Activity:
Reproduce the records starting at the line that contains "validate_base_url(settings.base_url.as_deref())" and running to the last line, exactly and in full.

Records supplied:
______________________________

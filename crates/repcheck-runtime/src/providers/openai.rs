//! OpenAI chat-completions provider.
//!
//! ## Security
//!
//! The API key is held in an [`ApiCredential`] and only exposed when the
//! `Authorization` header is built.

use super::{
    factory::{validate_base_url, ProviderFactory, ProviderSettings},
    secrets::{ApiCredential, CredentialSource},
    ChatMessage, CompletionConfig, CompletionResponse, LlmProvider, ProviderError, ResponseFormat,
    TokenUsage,
};
use async_trait::async_trait;
use serde::{Deserialize, Serialize};
use std::sync::Arc;
use std::time::Duration;

/// Environment variable name for the OpenAI API key.
pub const OPENAI_API_KEY_ENV: &str = "OPENAI_API_KEY";

const DEFAULT_BASE_URL: &str = "https://api.openai.com/v1";

pub struct OpenAiProvider {
    credential: ApiCredential,
    base_url: String,
    client: reqwest::Client,
}

impl std::fmt::Debug for OpenAiProvider {
    fn fmt(&self, f: &mut std::fmt::Formatter<'_>) -> std::fmt::Result {
        f.debug_struct("OpenAiProvider")
            .field("credential", &self.credential)
            .field("base_url", &self.base_url)
            .finish()
    }
}

impl OpenAiProvider {
    pub fn new(api_key: impl Into<String>) -> Self {
        Self::with_credential(ApiCredential::new(
            api_key,
            CredentialSource::Programmatic,
            "OpenAI API key",
        ))
    }

    fn with_credential(credential: ApiCredential) -> Self {
        Self {
            credential,
            base_url: DEFAULT_BASE_URL.to_string(),
            client: reqwest::Client::new(),
        }
    }

    /// Reads `OPENAI_API_KEY`.
    pub fn from_env() -> Result<Self, ProviderError> {
        let credential = ApiCredential::from_env(OPENAI_API_KEY_ENV, "OpenAI API key")?;
        Ok(Self::with_credential(credential))
    }

    /// Configured key first, then `OPENAI_API_KEY`.
    pub fn from_settings(settings: &ProviderSettings) -> Result<Self, ProviderError> {
        let credential =
            ApiCredential::resolve(settings.api_key.as_deref(), OPENAI_API_KEY_ENV, "OpenAI API key")?;
        let mut provider = Self::with_credential(credential);
        if let Some(url) = &settings.base_url {
            provider.base_url = url.trim_end_matches('/').to_string();
        }
        Ok(provider)
    }

    pub fn with_base_url(mut self, url: impl Into<String>) -> Self {
        self.base_url = url.into();
        self
    }
}

#[derive(Debug, Serialize)]
struct ChatRequest<'a> {
    model: &'a str,
    messages: &'a [ChatMessage],
    temperature: f32,
    max_tokens: u32,
    #[serde(skip_serializing_if = "Option::is_none")]
    response_format: Option<RequestFormat>,
}

#[derive(Debug, Serialize)]
struct RequestFormat {
    #[serde(rename = "type")]
    type_: &'static str,
}

#[derive(Debug, Deserialize)]
struct ChatResponse {
    choices: Vec<Choice>,
    model: String,
    #[serde(default)]
    usage: Option<OpenAiUsage>,
}

#[derive(Debug, Deserialize)]
struct Choice {
    message: ChoiceMessage,
    finish_reason: Option<String>,
}

#[derive(Debug, Deserialize)]
struct ChoiceMessage {
    content: Option<String>,
}

#[derive(Debug, Deserialize)]
struct OpenAiUsage {
    prompt_tokens: u32,
    completion_tokens: u32,
}

#[derive(Debug, Deserialize)]
struct OpenAiError {
    error: OpenAiErrorDetail,
}

#[derive(Debug, Deserialize)]
struct OpenAiErrorDetail {
    message: String,
}

#[async_trait]
impl LlmProvider for OpenAiProvider {
    async fn complete(
        &self,
        messages: Vec<ChatMessage>,
        config: &CompletionConfig,
    ) -> Result<CompletionResponse, ProviderError> {
        let request = ChatRequest {
            model: &config.model,
            messages: &messages,
            temperature: config.temperature,
            max_tokens: config.max_tokens,
            response_format: match config.response_format {
                ResponseFormat::JsonObject => Some(RequestFormat { type_: "json_object" }),
                ResponseFormat::Text => None,
            },
        };

        let response = self
            .client
            .post(format!("{}/chat/completions", self.base_url))
            .bearer_auth(self.credential.expose())
            .timeout(config.timeout)
            .json(&request)
            .send()
            .await
            .map_err(|e| {
                if e.is_timeout() {
                    ProviderError::Timeout(config.timeout)
                } else {
                    ProviderError::HttpError(e.to_string())
                }
            })?;

        let status = response.status();

        if status.as_u16() == 429 {
            let retry_after = response
                .headers()
                .get("retry-after")
                .and_then(|v| v.to_str().ok())
                .and_then(|v| v.parse::<u64>().ok())
                .map(Duration::from_secs);
            return Err(ProviderError::RateLimited { retry_after });
        }

        if status.as_u16() == 401 || status.as_u16() == 403 {
            return Err(ProviderError::AuthError);
        }

        if !status.is_success() {
            let message = match response.json::<OpenAiError>().await {
                Ok(body) => body.error.message,
                Err(_) => status.canonical_reason().unwrap_or("unknown error").to_string(),
            };
            return Err(ProviderError::ServiceError {
                status: status.as_u16(),
                message,
            });
        }

        let body: ChatResponse = response
            .json()
            .await
            .map_err(|e| ProviderError::ParseError(e.to_string()))?;

        let usage = body
            .usage
            .map(|u| TokenUsage {
                prompt_tokens: u.prompt_tokens,
                completion_tokens: u.completion_tokens,
            })
            .unwrap_or_default();

        let choice = body
            .choices
            .into_iter()
            .next()
            .ok_or_else(|| ProviderError::ParseError("response contained no choices".to_string()))?;

        Ok(CompletionResponse {
            content: choice.message.content.unwrap_or_default(),
            usage,
            model: body.model,
            stop_reason: choice.finish_reason,
        })
    }

    async fn health_check(&self) -> bool {
        !self.credential.is_empty()
    }

    fn name(&self) -> &str {
        "openai"
    }
}

/// Factory for [`OpenAiProvider`].
///
/// ```yaml
/// provider:
///   kind: openai
///   api_key: sk-...          # optional, falls back to OPENAI_API_KEY
///   base_url: https://...    # optional
/// ```
pub struct OpenAiProviderFactory;

impl ProviderFactory for OpenAiProviderFactory {
    fn provider_type(&self) -> &'static str {
        "openai"
    }

    fn create(&self, settings: &ProviderSettings) -> Result<Arc<dyn LlmProvider>, ProviderError> {
        Ok(Arc::new(OpenAiProvider::from_settings(settings)?))
    }

    fn validate_settings(&self, settings: &ProviderSettings) -> Result<(), ProviderError> {
        if !ApiCredential::is_available(settings.api_key.as_deref(), OPENAI_API_KEY_ENV) {
            return Err(ProviderError::NotConfigured(format!(
                "OpenAI API key missing: set provider.api_key in the config or export {}",
                OPENAI_API_KEY_ENV
            )));
        }
        validate_base_url(settings.base_url.as_deref())
    }

    fn description(&self) -> &'static str {
        "OpenAI chat completions"
    }
}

______________________________

Your response:
        validate_base_url(settings.base_url.as_deref())
    }

    fn description(&self) -> &'static str {
        "OpenAI chat completions"
    }
}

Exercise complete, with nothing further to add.